Extracted entries START
//! Client-side transports feeding state payloads into a callback.
//!
//! The WebSocket and polling clients may run concurrently as independent
//! best-effort paths into the same callback; the view model keeps the
//! callback idempotent under duplicate or out-of-order delivery.

pub mod poll;
pub mod ws;

pub use poll::PollingClient;
pub use ws::BridgeClient;

use std::sync::Arc;

use tokio::task::JoinHandle;

use crate::payload::StatePayload;

/// Callback invoked with each received state payload.
pub type StateHandler = Arc<dyn Fn(StatePayload) + Send + Sync>;

/// A running background subscription. Stopping cancels the task, including
/// any pending reconnect or poll timer; stopping twice is safe, and dropping
/// the subscription stops it as well.
pub struct Subscription {
    task: JoinHandle<()>,
}

impl Subscription {
    pub(crate) fn new(task: JoinHandle<()>) -> Self {
        Self { task }
    }

    pub fn stop(&self) {
        self.task.abort();
    }

    pub fn is_active(&self) -> bool {
        !self.task.is_finished()
    }
}

impl Drop for Subscription {
    fn drop(&mut self) {
        self.task.abort();
    }
}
Extracted entries END
What the task requires: Here the output must be the lines above from the line with "pub mod poll;" to the line with "the task, including", both included, duplicated word for word and nothing else.

Output of the exercise:
pub mod poll;
pub mod ws;

pub use poll::PollingClient;
pub use ws::BridgeClient;

use std::sync::Arc;

use tokio::task::JoinHandle;

use crate::payload::StatePayload;

/// Callback invoked with each received state payload.
pub type StateHandler = Arc<dyn Fn(StatePayload) + Send + Sync>;

/// A running background subscription. Stopping cancels the task, including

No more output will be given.